[PATCH] mwifiex: fix spinlock bad magic bug

Bing Zhao <bzhao@xxxxxxxxxxx> · Thu, 27 Mar 2014 21:05:26 -0700

From: Amitkumar Karwar <akarwar@xxxxxxxxxxx>

[ 6630.450908] BUG: spinlock bad magic on CPU#1,
               ksdioirqd/mmc1/355
[ 6630.450914] Unable to handle kernel NULL pointer dereference
               at virtual address 0000004f
[ 6630.450919] pgd = ecbd8000
[ 6630.450926] [0000004f] *pgd=00000000
[ 6630.450936]  lock: 0xeea4ab08, .magic: 00000000,
               .owner: <none>/-1, .owner_cpu: 0
[ 6630.450939] Backtrace:
[ 6630.450956] [<c010d354>] (unwind_backtrace+0x0/0x118) from
               [<c060c238>] (dump_stack+0x28/0x30)
[ 6630.450960] Internal error: Oops: 5 [#1] SMP ARM
[ 6630.450964] Modules linked in: uvcvideo videobuf2_vmalloc
[ 6630.450980] [<c060c238>] (dump_stack+0x28/0x30) from
               [<c0315ab4>] (spin_dump+0x80/0x94)
[ 6630.450988] [<c0315ab4>] (spin_dump+0x80/0x94) from
               [<c0315af4>] (spin_bug+0x2c/0x30)
[ 6630.450996] [<c0315af4>] (spin_bug+0x2c/0x30) from
               [<c0315b80>] (do_raw_spin_lock+0x28/0x15c)
[ 6630.451004] [<c0315b80>] (do_raw_spin_lock+0x28/0x15c) from
               [<c0610c24>] (_raw_spin_lock_irqsave+0x20/0x28)
[ 6630.451016] [<c0610c24>] (_raw_spin_lock_irqsave+0x20/0x28)
               from [<bf07a7f4>] (mwifiex_exec_next_cmd
                                  +0x6c/0x45c [mwifiex])
[ 6630.451030] [<bf07a7f4>] (mwifiex_exec_next_cmd+0x6c/0x45c
               [mwifiex]) from [<bf07834c>]
               (mwifiex_main_process+0x2c8/0x464 [mwifiex])
[ 6630.451047] [<bf07834c>] (mwifiex_main_process+0x2c8/0x464
               [mwifiex]) from [<bf0a093c>]
               (mwifiex_sdio_interrupt+0xc8/0x1cc [mwifiex_sdio]
[ 6630.451064] [<bf0a093c>] (mwifiex_sdio_interrupt+0xc8/0x1cc
               [mwifiex_sdio]) from [<c04bbde0>]
               (sdio_irq_thread+0x178/0x31c)
[ 6630.451079] [<c04bbde0>] (sdio_irq_thread+0x178/0x31c) from
               [<c0145514>] (kthread+0xc8/0xd8)
[ 6630.451095] [<c0145514>] (kthread+0xc8/0xd8) from
               [<c0106118>] (ret_from_fork+0x14/0x20)

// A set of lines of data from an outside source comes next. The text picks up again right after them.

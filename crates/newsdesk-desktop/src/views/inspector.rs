//! # Inspector View
//!
//! Sends raw reads to the public article service and shows the response
//! pretty-printed and highlighted.

use dioxus::prelude::*;
use newsdesk_core::api::{InspectorQuery, ResponseFormat};
use newsdesk_core::{render, Rendered};

use crate::components::CodeView;
use crate::state::AppState;

#[derive(Clone, Copy, PartialEq)]
enum QueryKind {
    All,
    Category,
    Grouped,
}

/// REST request/response inspector.
#[component]
pub fn Inspector() -> Element {
    let state = use_context::<AppState>();
    let mut kind = use_signal(|| QueryKind::All);
    let mut category = use_signal(String::new);
    let mut format = use_signal(ResponseFormat::default);
    let mut response = use_signal(|| Option::<(String, Rendered)>::None);

    let build_query = move || match kind() {
        QueryKind::All => InspectorQuery::AllArticles,
        QueryKind::Category => InspectorQuery::ByCategory(category().trim().to_string()),
        QueryKind::Grouped => InspectorQuery::Grouped,
    };

    let on_send = move |_| {
        let query = build_query();
        if matches!(&query, InspectorQuery::ByCategory(name) if name.is_empty()) {
            let mut alert = state.alert;
            alert.set(Some("Enter a category name".to_string()));
            return;
        }
        let format = format();
        let request_line = format!("GET {}  (Accept: {})", query.path(), format.accept());

        state.run(
            "Sending request",
            move |console| async move { console.inspect(&query, format).await },
            move |body| response.set(Some((request_line, render(&body, format)))),
        );
    };

    let category_names: Vec<String> = state
        .categories
        .read()
        .records()
        .iter()
        .map(|c| c.text("name"))
        .collect();

    let (json_class, xml_class) = match format() {
        ResponseFormat::Json => ("btn-primary", "btn-ghost"),
        ResponseFormat::Xml => ("btn-ghost", "btn-primary"),
    };

    rsx! {
        div { class: "inspector-view",
            h2 { class: "mb-lg", "REST Inspector" }

            div { class: "inspector-controls glass-panel",
                div { class: "form-row",
                    div { class: "form-group",
                        label { "Request" }
                        select {
                            onchange: move |evt| kind.set(match evt.value().as_str() {
                                "category" => QueryKind::Category,
                                "grouped" => QueryKind::Grouped,
                                _ => QueryKind::All,
                            }),
                            option { value: "all", "All published articles" }
                            option { value: "category", "Articles by category" }
                            option { value: "grouped", "Articles grouped by category" }
                        }
                    }

                    if kind() == QueryKind::Category {
                        div { class: "form-group",
                            label { "Category" }
                            input {
                                list: "category-names",
                                value: "{category}",
                                oninput: move |evt| category.set(evt.value()),
                            }
                            datalist { id: "category-names",
                                for name in category_names.iter() {
                                    option { value: "{name}" }
                                }
                            }
                        }
                    }

                    div { class: "form-group",
                        label { "Format" }
                        div { class: "btn-group",
                            button {
                                class: "{json_class}",
                                onclick: move |_| format.set(ResponseFormat::Json),
                                "JSON"
                            }
                            button {
                                class: "{xml_class}",
                                onclick: move |_| format.set(ResponseFormat::Xml),
                                "XML"
                            }
                        }
                    }
                }

                button { class: "btn-primary", onclick: on_send, "Send {format}" }
            }

            if let Some((request_line, rendered)) = response() {
                div { class: "inspector-response",
                    p { class: "mono text-secondary", "{request_line}" }
                    if rendered.is_plain() {
                        p { class: "text-tertiary", "Response shown as received." }
                    }
                    CodeView { rendered: rendered }
                }
            }
        }
    }
}
//! # Admin Console
//!
//! Facade over both transports and the session. Every user interface action
//! goes through [`AdminConsole`].

use std::sync::Arc;

use crate::api::{
    ApiError, ArticleDraft, ArticleStatus, CategoryDraft, Entity, InspectorQuery, Record,
    ResponseFormat, RestClient, Role, TokenRequest, UserDraft,
};
use crate::error::{AdminError, AdminResult, AuthFailure};
use crate::listing::{DashboardStats, Listing};
use crate::rpc::RpcClient;
use crate::session::Session;
use crate::transport::{rest_only, Operation, TransportSelector};

struct LiveSession {
    session: Session,
    transports: TransportSelector,
}

/// The administration client.
///
/// Cloning is cheap and clones share the open session; logging in or out
/// on one clone does not affect the others.
#[derive(Clone)]
pub struct AdminConsole {
    rest: RestClient,
    live: Option<Arc<LiveSession>>,
}

impl AdminConsole {
    /// Creates a logged-out console for the given backend.
    #[must_use]
    pub fn new(rest: RestClient) -> Self {
        Self { rest, live: None }
    }

    /// Backend base URL.
    #[must_use]
    pub fn base_url(&self) -> &str {
        self.rest.base_url()
    }

    /// The open session, if any.
    #[must_use]
    pub fn session(&self) -> Option<&Session> {
        self.live.as_ref().map(|live| &live.session)
    }

    /// Whether the RPC transport is used in the open session.
    #[must_use]
    pub fn rpc_available(&self) -> bool {
        self.live
            .as_ref()
            .is_some_and(|live| live.transports.rpc_available())
    }

    fn live(&self) -> AdminResult<&LiveSession> {
        self.live
            .as_deref()
            .ok_or(AdminError::Authentication(AuthFailure::NotLoggedIn))
    }

    // ==================== Session ====================

    /// Opens a session.
    ///
    /// The REST verdict decides; the RPC service is then located and asked to
    /// confirm the credentials. An explicit RPC rejection refuses the login,
    /// while any RPC error only disables the RPC transport for the session.
    ///
    /// # Errors
    ///
    /// * [`AdminError::Validation`] - Empty username or password
    /// * [`AdminError::Authentication`] - Rejected, or not an administrator
    /// * [`AdminError::Failed`] - Backend unreachable
    pub async fn login(&mut self, username: &str, password: &str) -> AdminResult<&Session> {
        let username = username.trim();
        if username.is_empty() || password.is_empty() {
            return Err(AdminError::Validation(
                "Username and password are required".to_string(),
            ));
        }

        let login = match self.rest.login(username, password).await {
            Ok(login) => login,
            Err(ApiError::Backend { status, .. }) => {
                tracing::info!(username, status, "login rejected");
                return Err(AuthFailure::InvalidCredentials.into());
            }
            Err(source) => {
                return Err(AdminError::Failed {
                    operation: Operation::Login,
                    source,
                })
            }
        };

        if login.role != Role::Admin {
            tracing::info!(username, role = %login.role, "login refused for non-administrator");
            return Err(AuthFailure::NotAdministrator.into());
        }

        let session = Session::from(login);
        let rpc = match RpcClient::connect(self.rest.http().clone(), self.rest.base_url(), session.token())
            .await
        {
            Ok(rpc) => Some(rpc),
            Err(e) => {
                tracing::warn!(error = %e, "RPC transport unavailable for this session");
                None
            }
        };

        if let Some(rpc) = &rpc {
            match rpc.authenticate_user(username, password).await {
                Ok(true) => {}
                Ok(false) => {
                    tracing::info!(username, "login rejected by RPC service");
                    return Err(AuthFailure::InvalidCredentials.into());
                }
                Err(e) => tracing::warn!(error = %e, "RPC authentication skipped"),
            }
        }

        tracing::info!(username, rpc = rpc.is_some(), "logged in");
        let live = self.live.insert(Arc::new(LiveSession {
            session,
            transports: TransportSelector::new(self.rest.clone(), rpc),
        }));
        Ok(&live.session)
    }

    /// Closes the session and drops the RPC client.
    pub fn logout(&mut self) {
        if let Some(live) = self.live.take() {
            tracing::info!(username = %live.session.operator().username, "logged out");
        }
    }

    // ==================== Users ====================

    /// Lists users, RPC first.
    ///
    /// # Errors
    ///
    /// Not logged in, or both transports failed.
    pub async fn list_users(&self) -> AdminResult<Vec<Record>> {
        let live = self.live()?;
        live.transports.list_users(&live.session).await
    }

    /// Fetches one user over REST.
    ///
    /// # Errors
    ///
    /// Not logged in, or the request failed.
    pub async fn get_user(&self, id: u64) -> AdminResult<Record> {
        self.get(Entity::User, id).await
    }

    /// Creates a user, RPC first.
    ///
    /// # Errors
    ///
    /// Invalid draft, not logged in, or both transports failed.
    pub async fn create_user(&self, draft: &UserDraft) -> AdminResult<Record> {
        draft.validate(true).map_err(AdminError::Validation)?;
        let live = self.live()?;
        let created = live.transports.create_user(&live.session, draft).await?;
        tracing::info!(username = %draft.username, "user created");
        Ok(created)
    }

    /// Updates a user, RPC first.
    ///
    /// # Errors
    ///
    /// Invalid draft, not logged in, or both transports failed.
    pub async fn update_user(&self, id: u64, draft: &UserDraft) -> AdminResult<Record> {
        draft.validate(false).map_err(AdminError::Validation)?;
        let live = self.live()?;
        let updated = live.transports.update_user(&live.session, id, draft).await?;
        tracing::info!(id, "user updated");
        Ok(updated)
    }

    /// Deletes a user, RPC first.
    ///
    /// # Errors
    ///
    /// Not logged in, or both transports failed.
    pub async fn delete_user(&self, id: u64) -> AdminResult<()> {
        let live = self.live()?;
        live.transports.delete_user(&live.session, id).await?;
        tracing::info!(id, "user deleted");
        Ok(())
    }

    // ==================== Articles ====================

    /// Lists articles.
    ///
    /// # Errors
    ///
    /// Not logged in, or the request failed.
    pub async fn list_articles(&self) -> AdminResult<Vec<Record>> {
        self.list(Entity::Article).await
    }

    /// Fetches one article.
    ///
    /// # Errors
    ///
    /// Not logged in, or the request failed.
    pub async fn get_article(&self, id: u64) -> AdminResult<Record> {
        self.get(Entity::Article, id).await
    }

    /// Creates an article authored by the operator.
    ///
    /// # Errors
    ///
    /// Invalid draft, not logged in, or the request failed.
    pub async fn create_article(&self, draft: &ArticleDraft) -> AdminResult<Record> {
        draft.validate().map_err(AdminError::Validation)?;
        let live = self.live()?;
        let draft = ArticleDraft {
            author_id: Some(live.session.operator().id),
            ..draft.clone()
        };
        self.create(Entity::Article, &draft).await
    }

    /// Replaces an article.
    ///
    /// # Errors
    ///
    /// Invalid draft, not logged in, or the request failed.
    pub async fn update_article(&self, id: u64, draft: &ArticleDraft) -> AdminResult<Record> {
        draft.validate().map_err(AdminError::Validation)?;
        self.update(Entity::Article, id, draft).await
    }

    /// Publishes, archives or reverts an article to draft.
    ///
    /// # Errors
    ///
    /// Not logged in, or the request failed.
    pub async fn set_article_status(&self, id: u64, status: ArticleStatus) -> AdminResult<()> {
        let live = self.live()?;
        rest_only(
            &Operation::SetStatus(id, status),
            live.transports
                .rest()
                .set_article_status(id, status, live.session.token()),
        )
        .await?;
        tracing::info!(id, status = status.as_str(), "article status changed");
        Ok(())
    }

    /// Deletes an article.
    ///
    /// # Errors
    ///
    /// Not logged in, or the request failed.
    pub async fn delete_article(&self, id: u64) -> AdminResult<()> {
        self.delete(Entity::Article, id).await
    }

    // ==================== Categories ====================

    /// Lists categories.
    ///
    /// # Errors
    ///
    /// Not logged in, or the request failed.
    pub async fn list_categories(&self) -> AdminResult<Vec<Record>> {
        self.list(Entity::Category).await
    }

    /// Creates a category.
    ///
    /// # Errors
    ///
    /// Invalid draft, not logged in, or the request failed.
    pub async fn create_category(&self, draft: &CategoryDraft) -> AdminResult<Record> {
        draft.validate().map_err(AdminError::Validation)?;
        self.create(Entity::Category, draft).await
    }

    /// Replaces a category.
    ///
    /// # Errors
    ///
    /// Invalid draft, not logged in, or the request failed.
    pub async fn update_category(&self, id: u64, draft: &CategoryDraft) -> AdminResult<Record> {
        draft.validate().map_err(AdminError::Validation)?;
        self.update(Entity::Category, id, draft).await
    }

    /// Deletes a category that has no articles in the cached article listing.
    ///
    /// # Errors
    ///
    /// * [`AdminError::Validation`] - Category still has articles, or no id
    /// * Otherwise not logged in, or the request failed
    pub async fn delete_category(&self, category: &Record, articles: &Listing) -> AdminResult<()> {
        let name = category.text("name");
        let count = articles.article_count(&name);
        if count > 0 {
            return Err(AdminError::Validation(format!(
                "Category '{name}' still has {count} article(s)"
            )));
        }
        let id = category
            .id()
            .ok_or_else(|| AdminError::Validation("Category has no id".to_string()))?;

        self.delete(Entity::Category, id).await
    }

    // ==================== Tokens ====================

    /// Lists API tokens.
    ///
    /// # Errors
    ///
    /// Not logged in, or the request failed.
    pub async fn list_tokens(&self) -> AdminResult<Vec<Record>> {
        self.list(Entity::Token).await
    }

    /// Fetches one token, with its full value.
    ///
    /// # Errors
    ///
    /// Not logged in, or the request failed.
    pub async fn get_token(&self, id: u64) -> AdminResult<Record> {
        self.get(Entity::Token, id).await
    }

    /// Generates a token.
    ///
    /// # Errors
    ///
    /// Invalid request, not logged in, or the request failed.
    pub async fn create_token(&self, request: &TokenRequest) -> AdminResult<Record> {
        request.validate().map_err(AdminError::Validation)?;
        self.create(Entity::Token, request).await
    }

    /// Revokes a token.
    ///
    /// # Errors
    ///
    /// Not logged in, or the request failed.
    pub async fn revoke_token(&self, id: u64) -> AdminResult<()> {
        self.delete(Entity::Token, id).await
    }

    // ==================== Inspector ====================

    /// Reads the public article service and returns the raw body.
    ///
    /// # Errors
    ///
    /// Not logged in, or the request failed.
    pub async fn inspect(&self, query: &InspectorQuery, format: ResponseFormat) -> AdminResult<String> {
        let live = self.live()?;
        rest_only(
            &Operation::Inspect(query.clone()),
            live.transports.rest().inspect(query, format),
        )
        .await
    }

    // ==================== Dashboard ====================

    /// Collection counters. A collection that fails to load counts as zero.
    ///
    /// # Errors
    ///
    /// Only when not logged in.
    pub async fn dashboard_stats(&self) -> AdminResult<DashboardStats> {
        self.live()?;

        let users = or_empty(self.list_users().await);
        let articles = or_empty(self.list_articles().await);
        let categories = or_empty(self.list_categories().await);

        Ok(DashboardStats {
            users: users.len(),
            active_users: users.iter().filter(|u| u.flag("active")).count(),
            articles: articles.len(),
            categories: categories.len(),
        })
    }

    // ==================== REST helpers ====================

    async fn list(&self, entity: Entity) -> AdminResult<Vec<Record>> {
        let live = self.live()?;
        rest_only(
            &Operation::List(entity),
            live.transports.rest().list(entity, live.session.token()),
        )
        .await
    }

    async fn get(&self, entity: Entity, id: u64) -> AdminResult<Record> {
        let live = self.live()?;
        rest_only(
            &Operation::Get(entity, id),
            live.transports.rest().get(entity, id, live.session.token()),
        )
        .await
    }

    async fn create<B: serde::Serialize + ?Sized>(&self, entity: Entity, body: &B) -> AdminResult<Record> {
        let live = self.live()?;
        let record = rest_only(
            &Operation::Create(entity),
            live.transports.rest().create(entity, body, live.session.token()),
        )
        .await?;
        tracing::info!(entity = entity.singular(), id = ?record.id(), "created");
        Ok(record)
    }

    async fn update<B: serde::Serialize + ?Sized>(
        &self,
        entity: Entity,
        id: u64,
        body: &B,
    ) -> AdminResult<Record> {
        let live = self.live()?;
        let record = rest_only(
            &Operation::Update(entity, id),
            live.transports
                .rest()
                .update(entity, id, body, live.session.token()),
        )
        .await?;
        tracing::info!(entity = entity.singular(), id, "updated");
        Ok(record)
    }

    async fn delete(&self, entity: Entity, id: u64) -> AdminResult<()> {
        let live = self.live()?;
        rest_only(
            &Operation::Delete(entity, id),
            live.transports.rest().delete(entity, id, live.session.token()),
        )
        .await?;
        tracing::info!(entity = entity.singular(), id, "deleted");
        Ok(())
    }
}

fn or_empty(result: AdminResult<Vec<Record>>) -> Vec<Record> {
    result.unwrap_or_else(|e| {
        tracing::warn!(error = %e, "dashboard counter unavailable");
        Vec::new()
    })
}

This bug has introduced/exposed due to recent patch in which we
cancel pending commands before suspend (using hs_enabling flag).
The NULL pointer is dereferenced when both
mwifiex_cancel_all_pending_cmd() and mwifiex_exec_next_cmd()
try to access cmd pending queue simultaneously.

Signed-off-by: Amitkumar Karwar <akarwar@xxxxxxxxxxx>
Signed-off-by: Bing Zhao <bzhao@xxxxxxxxxxx>
---
 drivers/net/wireless/mwifiex/cmdevt.c | 4 ++--
 1 file changed, 2 insertions(+), 2 deletions(-)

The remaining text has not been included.